- _Assigned task_
Your answer should be the full set of records, printed exactly as they stand.
======
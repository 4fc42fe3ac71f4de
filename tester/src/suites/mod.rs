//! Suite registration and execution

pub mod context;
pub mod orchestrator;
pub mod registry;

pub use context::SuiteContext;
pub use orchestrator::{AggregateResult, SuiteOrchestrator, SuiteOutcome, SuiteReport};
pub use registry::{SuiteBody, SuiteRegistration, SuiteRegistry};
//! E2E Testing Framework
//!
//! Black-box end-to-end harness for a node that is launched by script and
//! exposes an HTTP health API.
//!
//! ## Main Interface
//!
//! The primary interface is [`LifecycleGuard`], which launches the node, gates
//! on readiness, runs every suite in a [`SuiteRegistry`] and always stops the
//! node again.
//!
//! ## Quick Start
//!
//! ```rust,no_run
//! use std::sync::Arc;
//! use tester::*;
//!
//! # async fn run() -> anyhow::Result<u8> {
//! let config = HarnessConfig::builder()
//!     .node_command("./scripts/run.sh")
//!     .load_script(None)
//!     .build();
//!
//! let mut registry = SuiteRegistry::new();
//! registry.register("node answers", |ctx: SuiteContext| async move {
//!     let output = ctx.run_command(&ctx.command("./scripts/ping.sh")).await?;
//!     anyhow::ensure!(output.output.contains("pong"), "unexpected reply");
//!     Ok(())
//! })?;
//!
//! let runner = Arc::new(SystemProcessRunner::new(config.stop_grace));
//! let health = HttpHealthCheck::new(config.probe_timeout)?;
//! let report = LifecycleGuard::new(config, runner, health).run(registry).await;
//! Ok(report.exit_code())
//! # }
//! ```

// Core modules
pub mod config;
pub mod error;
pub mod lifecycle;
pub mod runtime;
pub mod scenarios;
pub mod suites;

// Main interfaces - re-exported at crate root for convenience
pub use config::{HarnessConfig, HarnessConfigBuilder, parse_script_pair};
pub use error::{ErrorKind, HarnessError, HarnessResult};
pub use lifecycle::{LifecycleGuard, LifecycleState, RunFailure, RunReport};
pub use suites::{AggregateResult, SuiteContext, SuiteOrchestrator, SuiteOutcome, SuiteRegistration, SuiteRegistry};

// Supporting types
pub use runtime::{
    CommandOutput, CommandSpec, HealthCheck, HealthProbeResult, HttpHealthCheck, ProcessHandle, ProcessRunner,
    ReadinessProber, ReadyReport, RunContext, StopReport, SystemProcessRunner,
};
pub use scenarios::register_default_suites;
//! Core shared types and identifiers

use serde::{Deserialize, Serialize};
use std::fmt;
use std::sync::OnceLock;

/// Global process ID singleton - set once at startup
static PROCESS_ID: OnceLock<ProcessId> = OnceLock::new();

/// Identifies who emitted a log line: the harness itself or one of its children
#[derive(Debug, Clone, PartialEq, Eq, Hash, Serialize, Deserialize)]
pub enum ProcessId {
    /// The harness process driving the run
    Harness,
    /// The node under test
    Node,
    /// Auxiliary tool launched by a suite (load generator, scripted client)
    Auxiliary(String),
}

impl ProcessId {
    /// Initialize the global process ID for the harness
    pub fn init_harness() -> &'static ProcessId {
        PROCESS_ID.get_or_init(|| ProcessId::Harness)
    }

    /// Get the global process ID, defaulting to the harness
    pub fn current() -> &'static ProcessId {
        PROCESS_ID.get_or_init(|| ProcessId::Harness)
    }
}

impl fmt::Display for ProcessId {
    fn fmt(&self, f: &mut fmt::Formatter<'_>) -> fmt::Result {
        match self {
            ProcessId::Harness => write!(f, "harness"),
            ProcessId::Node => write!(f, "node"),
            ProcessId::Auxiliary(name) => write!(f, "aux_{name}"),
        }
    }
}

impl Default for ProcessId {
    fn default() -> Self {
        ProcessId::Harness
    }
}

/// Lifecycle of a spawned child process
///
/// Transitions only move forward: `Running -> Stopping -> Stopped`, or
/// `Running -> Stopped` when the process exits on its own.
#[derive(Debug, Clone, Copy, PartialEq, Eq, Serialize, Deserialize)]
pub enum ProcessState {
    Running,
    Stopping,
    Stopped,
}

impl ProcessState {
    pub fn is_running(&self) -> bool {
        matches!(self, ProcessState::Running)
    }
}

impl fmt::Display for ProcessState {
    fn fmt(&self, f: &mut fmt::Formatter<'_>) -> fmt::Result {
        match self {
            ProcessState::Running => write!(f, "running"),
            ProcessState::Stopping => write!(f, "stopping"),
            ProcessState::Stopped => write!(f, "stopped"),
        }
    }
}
======
- _Response_
repository 4fc42fe3ac71f4de
filename tester/src/suites/mod.rs
//! Suite registration and execution

pub mod context;
pub mod orchestrator;
pub mod registry;

pub use context::SuiteContext;
pub use orchestrator::{AggregateResult, SuiteOrchestrator, SuiteOutcome, SuiteReport};
pub use registry::{SuiteBody, SuiteRegistration, SuiteRegistry};
//! E2E Testing Framework
//!
//! Black-box end-to-end harness for a node that is launched by script and
//! exposes an HTTP health API.
//!
//! ## Main Interface
//!
//! The primary interface is [`LifecycleGuard`], which launches the node, gates
//! on readiness, runs every suite in a [`SuiteRegistry`] and always stops the
//! node again.
//!
//! ## Quick Start
//!
//! ```rust,no_run
//! use std::sync::Arc;
//! use tester::*;
//!
//! # async fn run() -> anyhow::Result<u8> {
//! let config = HarnessConfig::builder()
//!     .node_command("./scripts/run.sh")
//!     .load_script(None)
//!     .build();
//!
//! let mut registry = SuiteRegistry::new();
//! registry.register("node answers", |ctx: SuiteContext| async move {
//!     let output = ctx.run_command(&ctx.command("./scripts/ping.sh")).await?;
//!     anyhow::ensure!(output.output.contains("pong"), "unexpected reply");
//!     Ok(())
//! })?;
//!
//! let runner = Arc::new(SystemProcessRunner::new(config.stop_grace));
//! let health = HttpHealthCheck::new(config.probe_timeout)?;
//! let report = LifecycleGuard::new(config, runner, health).run(registry).await;
//! Ok(report.exit_code())
//! # }
//! ```

// Core modules
pub mod config;
pub mod error;
pub mod lifecycle;
pub mod runtime;
pub mod scenarios;
pub mod suites;

// Main interfaces - re-exported at crate root for convenience
pub use config::{HarnessConfig, HarnessConfigBuilder, parse_script_pair};
pub use error::{ErrorKind, HarnessError, HarnessResult};
pub use lifecycle::{LifecycleGuard, LifecycleState, RunFailure, RunReport};
pub use suites::{AggregateResult, SuiteContext, SuiteOrchestrator, SuiteOutcome, SuiteRegistration, SuiteRegistry};

// Supporting types
pub use runtime::{
    CommandOutput, CommandSpec, HealthCheck, HealthProbeResult, HttpHealthCheck, ProcessHandle, ProcessRunner,
    ReadinessProber, ReadyReport, RunContext, StopReport, SystemProcessRunner,
};
pub use scenarios::register_default_suites;
//! Core shared types and identifiers

use serde::{Deserialize, Serialize};
use std::fmt;
use std::sync::OnceLock;

/// Global process ID singleton - set once at startup
static PROCESS_ID: OnceLock<ProcessId> = OnceLock::new();

/// Identifies who emitted a log line: the harness itself or one of its children
#[derive(Debug, Clone, PartialEq, Eq, Hash, Serialize, Deserialize)]
pub enum ProcessId {
    /// The harness process driving the run
    Harness,
    /// The node under test
    Node,
    /// Auxiliary tool launched by a suite (load generator, scripted client)
    Auxiliary(String),
}

impl ProcessId {
    /// Initialize the global process ID for the harness
    pub fn init_harness() -> &'static ProcessId {
        PROCESS_ID.get_or_init(|| ProcessId::Harness)
    }

    /// Get the global process ID, defaulting to the harness
    pub fn current() -> &'static ProcessId {
        PROCESS_ID.get_or_init(|| ProcessId::Harness)
    }
}

impl fmt::Display for ProcessId {
    fn fmt(&self, f: &mut fmt::Formatter<'_>) -> fmt::Result {
        match self {
            ProcessId::Harness => write!(f, "harness"),
            ProcessId::Node => write!(f, "node"),
            ProcessId::Auxiliary(name) => write!(f, "aux_{name}"),
        }
    }
}

impl Default for ProcessId {
    fn default() -> Self {
        ProcessId::Harness
    }
}

/// Lifecycle of a spawned child process
///
/// Transitions only move forward: `Running -> Stopping -> Stopped`, or
/// `Running -> Stopped` when the process exits on its own.
#[derive(Debug, Clone, Copy, PartialEq, Eq, Serialize, Deserialize)]
pub enum ProcessState {
    Running,
    Stopping,
    Stopped,
}

impl ProcessState {
    pub fn is_running(&self) -> bool {
        matches!(self, ProcessState::Running)
    }
}

impl fmt::Display for ProcessState {
    fn fmt(&self, f: &mut fmt::Formatter<'_>) -> fmt::Result {
        match self {
            ProcessState::Running => write!(f, "running"),
            ProcessState::Stopping => write!(f, "stopping"),
            ProcessState::Stopped => write!(f, "stopped"),
        }
    }
}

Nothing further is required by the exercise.